The lobby group shot off a broadside at the Federal Labor Party’s proposal for permanent controls on Australia’s gas exports, declaring these would not lower long-term domestic gas prices.

APPEA’s position is that more regulation and political uncertainty risks deterring investment in new gas supply which, over time, will mean higher prices.

“Like manufacturers, gas producers compete in a tough global market and understand the pressures to stay competitive,” APPEA chief executive Dr Malcolm Roberts said.

“However, trying to regulate prices does not tackle the real problems – the rising cost of producing gas and tightening local supply in Victoria and New South Wales.”

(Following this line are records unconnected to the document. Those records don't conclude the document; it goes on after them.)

//! Routes: a prefix of the address space bound to the gateway serving it.

use std::{fmt, num::ParseIntError, str::FromStr};

use crate::ipv4::{Ipv4Address, Ipv4ParseError, SubnetError};

/// A single entry of a routing table.
///
/// The masked address is computed once, when the route is created, and is
/// the key under which the route is stored. Routes cannot be modified;
/// updating a route means adding another one with the same prefix.
#[derive(Clone, Copy, Debug, PartialEq, Eq, Hash)]
pub struct Route {
    address: Ipv4Address,
    prefix: u8,
    masked: Ipv4Address,
    gateway: Ipv4Address,
}

impl Route {
    /// Creates a route sending everything in `address/prefix` to `gateway`.
    ///
    /// Fails if `prefix` is greater than 32. The gateway is not checked.
    ///
    /// # Examples
    ///
    /// ```
    /// # use lpm_router::{Ipv4Address, Route};
    /// let route = Route::new([192, 168, 77, 1].into(), 18, [1, 1, 1, 1].into()).unwrap();
    /// assert_eq!(route.masked(), Ipv4Address::new([192, 168, 64, 0]));
    /// assert!(Route::new([192, 168, 77, 1].into(), 33, [1, 1, 1, 1].into()).is_err());
    /// ```
    pub fn new(
        address: Ipv4Address,
        prefix: u8,
        gateway: Ipv4Address,
    ) -> Result<Self, SubnetError> {
        let masked = address.mask_with_prefix(prefix)?;
        Ok(Self {
            address,
            prefix,
            masked,
            gateway,
        })
    }

    /// Creates a route matching every address (`0.0.0.0/0`).
    pub const fn default_route(gateway: Ipv4Address) -> Self {
        Self {
            address: Ipv4Address::CURRENT_NETWORK,
            prefix: 0,
            masked: Ipv4Address::CURRENT_NETWORK,
            gateway,
        }
    }

    /// Creates a route from a string in
    /// [CIDR notation](https://en.wikipedia.org/wiki/Classless_Inter-Domain_Routing#CIDR_notation),
    /// such as `10.0.0.0/8`.
    ///
    /// # Examples
    ///
    /// ```
    /// # use lpm_router::{Ipv4Address, Route};
    /// let gateway = Ipv4Address::new([9, 0, 0, 0]);
    /// let route = Route::from_cidr("0.0.0.0/0", gateway).unwrap();
    /// assert_eq!(route.prefix(), 0);
    ///
    /// Route::from_cidr("5.6.7.8", gateway).expect_err("5.6.7.8 has no prefix length");
    /// ```
    pub fn from_cidr(cidr: &str, gateway: Ipv4Address) -> Result<Self, RouteParseError> {
        let (address, prefix) = cidr.split_once('/').ok_or(RouteParseError::MissingPrefix)?;
        let address = Ipv4Address::from_str(address)?;
        let prefix = u8::from_str(prefix)?;
        Ok(Self::new(address, prefix, gateway)?)
    }

    /// The address the route was created with, before masking.
    pub fn address(&self) -> Ipv4Address {
        self.address
    }

    /// Number of leading bits of [`masked`](Self::masked) that the route covers.
    pub fn prefix(&self) -> u8 {
        self.prefix
    }

    /// The network ID of the route.
    pub fn masked(&self) -> Ipv4Address {
        self.masked
    }

    /// Where traffic matching this route is sent.
    pub fn gateway(&self) -> Ipv4Address {
        self.gateway
    }
}

impl fmt::Display for Route {
    fn fmt(&self, f: &mut fmt::Formatter<'_>) -> fmt::Result {
        write!(f, "{}/{} via {}", self.masked, self.prefix, self.gateway)
    }
}

#[derive(Clone, Debug, thiserror::Error, PartialEq, Eq)]
pub enum RouteParseError {
    #[error("Expected a route of the form address/prefix")]
    MissingPrefix,
    #[error(transparent)]
    Address(#[from] Ipv4ParseError),
    #[error("Invalid prefix length: {0}")]
    Prefix(#[from] ParseIntError),
    #[error(transparent)]
    Subnet(#[from] SubnetError),
}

APPEA highlighted the measures proposed by the Labor Party it believes demand further discussion, including:

1) A decision to make the export controls permanent should be informed by the findings of the scheduled review in 2020. Making export controls permanent will compound the already significant level of sovereign risk created by the Australian Domestic Gas Security Mechanism, affecting more than $250 billion invested in Australia by both domestic and foreign investors. It sends an alarming signal to investors considering future investment in Australia.

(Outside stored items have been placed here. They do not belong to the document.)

//! Wrapper functions for logging routing table events.
//!
//! Each function corresponds to one kind of event and is called from inside
//! the table as it changes. Events are only recorded once a subscriber is
//! installed, either by [`init_events`] or by the embedding program.

use std::{
    fs::{create_dir_all, OpenOptions},
    io,
    path::{Path, PathBuf},
    sync::Arc,
};
use tracing::{event, Level};
use tracing_subscriber::FmtSubscriber;

use crate::{Ipv4Address, Route};

#[derive(Debug, thiserror::Error)]
pub enum LoggingError {
    #[error("Could not open log file {path:?}: {source}")]
    File { path: PathBuf, source: io::Error },
    #[error("A global subscriber is already installed")]
    AlreadyInitialized(#[from] tracing::subscriber::SetGlobalDefaultError),
}

/// Installs a global JSON subscriber that appends to
/// `dir/debug-<timestamp>.log`. Should be called once, at startup.
///
/// Returns the path of the log file.
pub fn init_events(dir: &Path) -> Result<PathBuf, LoggingError> {
    let file_path = dir.join(format!(
        "debug-{}.log",
        chrono::offset::Local::now().format("%y-%m-%d_%H-%M-%S")
    ));
    let file = create_dir_all(dir)
        .and_then(|_| {
            OpenOptions::new()
                .write(true)
                .append(true)
                .create(true)
                .open(&file_path)
        })
        .map_err(|source| LoggingError::File {
            path: file_path.clone(),
            source,
        })?;
    let subscriber = FmtSubscriber::builder()
        .with_max_level(Level::DEBUG)
        .with_writer(Arc::new(file))
        .json()
        .finish();
    tracing::subscriber::set_global_default(subscriber)?;
    Ok(file_path)
}

/// A route was stored in an empty trie node.
pub fn route_added_event(route: &Route) {
    event!(Level::DEBUG, route = %route, "added route");
}

/// A route replaced the gateway of another route with the same prefix.
pub fn route_overwrite_event(route: &Route, previous: Ipv4Address) {
    event!(
        Level::WARN,
        network = %route.masked(),
        prefix = route.prefix(),
        previous = %previous,
        gateway = %route.gateway(),
        "overwriting route"
    );
}

/// The gateway stored for a route's prefix was cleared.
pub fn route_dropped_event(route: &Route, gateway: Ipv4Address) {
    event!(
        Level::DEBUG,
        network = %route.masked(),
        prefix = route.prefix(),
        gateway = %gateway,
        "dropped route"
    );
}

/// Every route still pointing at `gateway` was cleared.
pub fn gateway_dropped_event(gateway: Ipv4Address, count: usize) {
    event!(
        Level::INFO,
        gateway = %gateway,
        count,
        "dropped all routes to gateway"
    );
}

2) References to a ‘benchmark price’ from the ACCC’s December 2017 report are out-of-date and misleading. The ACCC found, in its most recent (July 2018) report “… domestic price offers have reduced substantially and converged with export parity (LNG netback) prices at Wallumbilla”.

3) More broadly, the ACCC has consistently cautioned that gas prices are influenced by many factors and these factors change over time. These factors include the cost of transportation, the cost of gas production, the “non-price” terms customers request in their gas supply agreement and the role of domestic short-term gas trading markets.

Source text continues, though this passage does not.